> **WHAT IS BEING ASKED**
Only the lines below starting at the one that contains "on-disk transmission storage." and ending at the one that contains "Ingestion endpoint URL." are to be reproduced, exactly and with both ends kept.

> **DATA SUPPLIED**
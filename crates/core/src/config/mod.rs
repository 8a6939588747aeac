use std::{
    future::Future,
    path::{Path, PathBuf},
    sync::LazyLock,
    time::Duration,
};

use serde::{Deserialize, Serialize};
use tokio::runtime::Runtime;

use crate::{error::ChannelError, sampling::SamplingPercentageEstimatorSettings};

/// Default ingestion endpoint the channel posts transmissions to.
pub const DEFAULT_ENDPOINT: &str = "http://localhost:4318/v2/track";
/// Default number of items that triggers a flush of the telemetry buffer.
pub const DEFAULT_TELEMETRY_BUFFER_CAPACITY: usize = 500;
/// Default maximum number of items held by the telemetry buffer before dropping.
pub const DEFAULT_BACKLOG_SIZE: usize = 1_000_000;
/// Default maximum time an item waits in the telemetry buffer.
pub const DEFAULT_MAX_TRANSMISSION_DELAY: Duration = Duration::from_secs(30);
/// Default number of concurrent network sends.
pub const DEFAULT_SENDER_CAPACITY: usize = 10;
/// Default byte capacity of the in-memory transmission buffer.
pub const DEFAULT_TRANSMISSION_BUFFER_CAPACITY: usize = 1024 * 1024;
/// Default byte capacity of the on-disk transmission storage.
pub const DEFAULT_STORAGE_CAPACITY: u64 = 50 * 1024 * 1024;
/// Default timeout for a single HTTP attempt.
pub const DEFAULT_REQUEST_TIMEOUT: Duration = Duration::from_secs(100);

// Initialize the executor once.
static ASYNC_RT: LazyLock<Option<Runtime>> = LazyLock::new(GlobalExecutor::initialize_async_rt);

#[derive(Debug, Clone, Serialize, Deserialize)]
pub struct ChannelConfig {
    /// Whether telemetry is delivered at all. A disabled channel drops every item.
    #[serde(default = "default_enabled")]
    pub enabled: bool,

    /// Ingestion endpoint URL.
    #[serde(default = "default_endpoint")]
    pub endpoint: String,

    #[serde(
        default = "default_telemetry_buffer_capacity",
        rename = "max-telemetry-buffer-capacity"
    )]
    pub max_telemetry_buffer_capacity: usize,

    #[serde(default = "default_backlog_size", rename = "max-backlog-size")]
    pub max_backlog_size: usize,

    #[serde(
        default = "default_max_transmission_delay_ms",
        rename = "max-transmission-delay-ms"
    )]
    pub max_transmission_delay_ms: u64,

    #[serde(default = "default_sender_capacity", rename = "max-sender-capacity")]
    pub max_sender_capacity: usize,

    #[serde(
        default = "default_transmission_buffer_capacity",
        rename = "max-transmission-buffer-capacity"
    )]
    pub max_transmission_buffer_capacity: usize,

    #[serde(default = "default_storage_capacity", rename = "max-storage-capacity")]
    pub max_storage_capacity: u64,

    /// Overrides the platform data directory used for the overflow storage.
    #[serde(
        default,
        rename = "storage-folder",
        skip_serializing_if = "Option::is_none"
    )]
    pub storage_folder: Option<PathBuf>,

    #[serde(default = "default_request_timeout_ms", rename = "request-timeout-ms")]
    pub request_timeout_ms: u64,

    /// Adaptive sampling is enabled when this table is present.
    #[serde(
        default,
        rename = "adaptive-sampling",
        skip_serializing_if = "Option::is_none"
    )]
    pub adaptive_sampling: Option<SamplingPercentageEstimatorSettings>,
}

fn default_enabled() -> bool {
    true
}

fn default_endpoint() -> String {
    DEFAULT_ENDPOINT.to_string()
}

fn default_telemetry_buffer_capacity() -> usize {
    DEFAULT_TELEMETRY_BUFFER_CAPACITY
}

fn default_backlog_size() -> usize {
    DEFAULT_BACKLOG_SIZE
}

fn default_max_transmission_delay_ms() -> u64 {
    DEFAULT_MAX_TRANSMISSION_DELAY.as_millis() as u64
}

fn default_sender_capacity() -> usize {
    DEFAULT_SENDER_CAPACITY
}

fn default_transmission_buffer_capacity() -> usize {
    DEFAULT_TRANSMISSION_BUFFER_CAPACITY
}

fn default_storage_capacity() -> u64 {
    DEFAULT_STORAGE_CAPACITY
}

fn default_request_timeout_ms() -> u64 {
    DEFAULT_REQUEST_TIMEOUT.as_millis() as u64
}

impl Default for ChannelConfig {
    fn default() -> Self {
        Self {
            enabled: true,
            endpoint: default_endpoint(),
            max_telemetry_buffer_capacity: DEFAULT_TELEMETRY_BUFFER_CAPACITY,
            max_backlog_size: DEFAULT_BACKLOG_SIZE,
            max_transmission_delay_ms: default_max_transmission_delay_ms(),
            max_sender_capacity: DEFAULT_SENDER_CAPACITY,
            max_transmission_buffer_capacity: DEFAULT_TRANSMISSION_BUFFER_CAPACITY,
            max_storage_capacity: DEFAULT_STORAGE_CAPACITY,
            storage_folder: None,
            request_timeout_ms: default_request_timeout_ms(),
            adaptive_sampling: None,
        }
    }
}

impl ChannelConfig {
    pub fn from_toml_str(s: &str) -> Result<Self, ChannelError> {
        let config: ChannelConfig = toml::from_str(s)?;
        config.validate()?;
        Ok(config)
    }

    pub fn load(path: impl AsRef<Path>) -> Result<Self, ChannelError> {
        let contents = std::fs::read_to_string(path.as_ref())?;
        Self::from_toml_str(&contents)
    }

    pub fn validate(&self) -> Result<(), ChannelError> {
        if self.max_telemetry_buffer_capacity == 0 {
            return Err(ChannelError::invalid_argument(
                "max-telemetry-buffer-capacity",
                "must be greater than zero",
            ));
        }
        if self.max_backlog_size < self.max_telemetry_buffer_capacity {
            return Err(ChannelError::invalid_argument(
                "max-backlog-size",
                format!(
                    "{} is below the telemetry buffer capacity {}",
                    self.max_backlog_size, self.max_telemetry_buffer_capacity
                ),
            ));
        }
        if self.max_transmission_delay_ms == 0 {
            return Err(ChannelError::invalid_argument(
                "max-transmission-delay-ms",
                "must be greater than zero",
            ));
        }
        Ok(())
    }

    pub fn max_transmission_delay(&self) -> Duration {
        Duration::from_millis(self.max_transmission_delay_ms)
    }

    pub fn request_timeout(&self) -> Duration {
        Duration::from_millis(self.request_timeout_ms)
    }
}

/// (De)serializes a `Duration` as whole milliseconds.
pub(crate) mod serde_duration_ms {
    use std::time::Duration;

    use serde::{Deserialize, Deserializer, Serializer};

    pub fn serialize<S>(duration: &Duration, serializer: S) -> Result<S::Ok, S::Error>
    where
        S: Serializer,
    {
        serializer.serialize_u64(duration.as_millis() as u64)
    }

    pub fn deserialize<'de, D>(deserializer: D) -> Result<Duration, D::Error>
    where
        D: Deserializer<'de>,
    {
        Ok(Duration::from_millis(u64::deserialize(deserializer)?))
    }
}

/// Global async executor abstraction for spawning tasks.
///
/// Host applications call into the channel from arbitrary threads, not
/// necessarily inside a tokio runtime. Work is spawned on the current runtime
/// when there is one, and on a lazily built fallback runtime otherwise.
pub struct GlobalExecutor;

impl GlobalExecutor {
    /// Returns the runtime handle if it was initialized or none if it was already
    /// running on the background.
    pub(crate) fn initialize_async_rt() -> Option<Runtime> {
        if tokio::runtime::Handle::try_current().is_ok() {
            tracing::debug!("GlobalExecutor: runtime exists");
            None
        } else {
            tracing::debug!("GlobalExecutor: creating fallback runtime");
            let mut builder = tokio::runtime::Builder::new_multi_thread();
            builder
                .enable_all()
                .worker_threads(2)
                .thread_name("telemetry-channel");
            Some(builder.build().expect("failed to build tokio runtime"))
        }
    }

    #[inline]
    pub fn spawn<R: Send + 'static>(
        f: impl Future<Output = R> + Send + 'static,
    ) -> tokio::task::JoinHandle<R> {
        if let Ok(handle) = tokio::runtime::Handle::try_current() {
            handle.spawn(f)
        } else if let Some(rt) = &*ASYNC_RT {
            rt.spawn(f)
        } else {
            unreachable!("ASYNC_RT should be initialized if Handle::try_current fails")
        }
    }

    #[inline]
    pub fn spawn_blocking<R: Send + 'static>(
        f: impl FnOnce() -> R + Send + 'static,
    ) -> tokio::task::JoinHandle<R> {
        if let Ok(handle) = tokio::runtime::Handle::try_current() {
            handle.spawn_blocking(f)
        } else if let Some(rt) = &*ASYNC_RT {
            rt.spawn_blocking(f)
        } else {
            unreachable!("ASYNC_RT should be initialized if Handle::try_current fails")
        }
    }
}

> **EXPECTED OUTPUT**
/// Default byte capacity of the on-disk transmission storage.
pub const DEFAULT_STORAGE_CAPACITY: u64 = 50 * 1024 * 1024;
/// Default timeout for a single HTTP attempt.
pub const DEFAULT_REQUEST_TIMEOUT: Duration = Duration::from_secs(100);

// Initialize the executor once.
static ASYNC_RT: LazyLock<Option<Runtime>> = LazyLock::new(GlobalExecutor::initialize_async_rt);

#[derive(Debug, Clone, Serialize, Deserialize)]
pub struct ChannelConfig {
    /// Whether telemetry is delivered at all. A disabled channel drops every item.
    #[serde(default = "default_enabled")]
    pub enabled: bool,

    /// Ingestion endpoint URL.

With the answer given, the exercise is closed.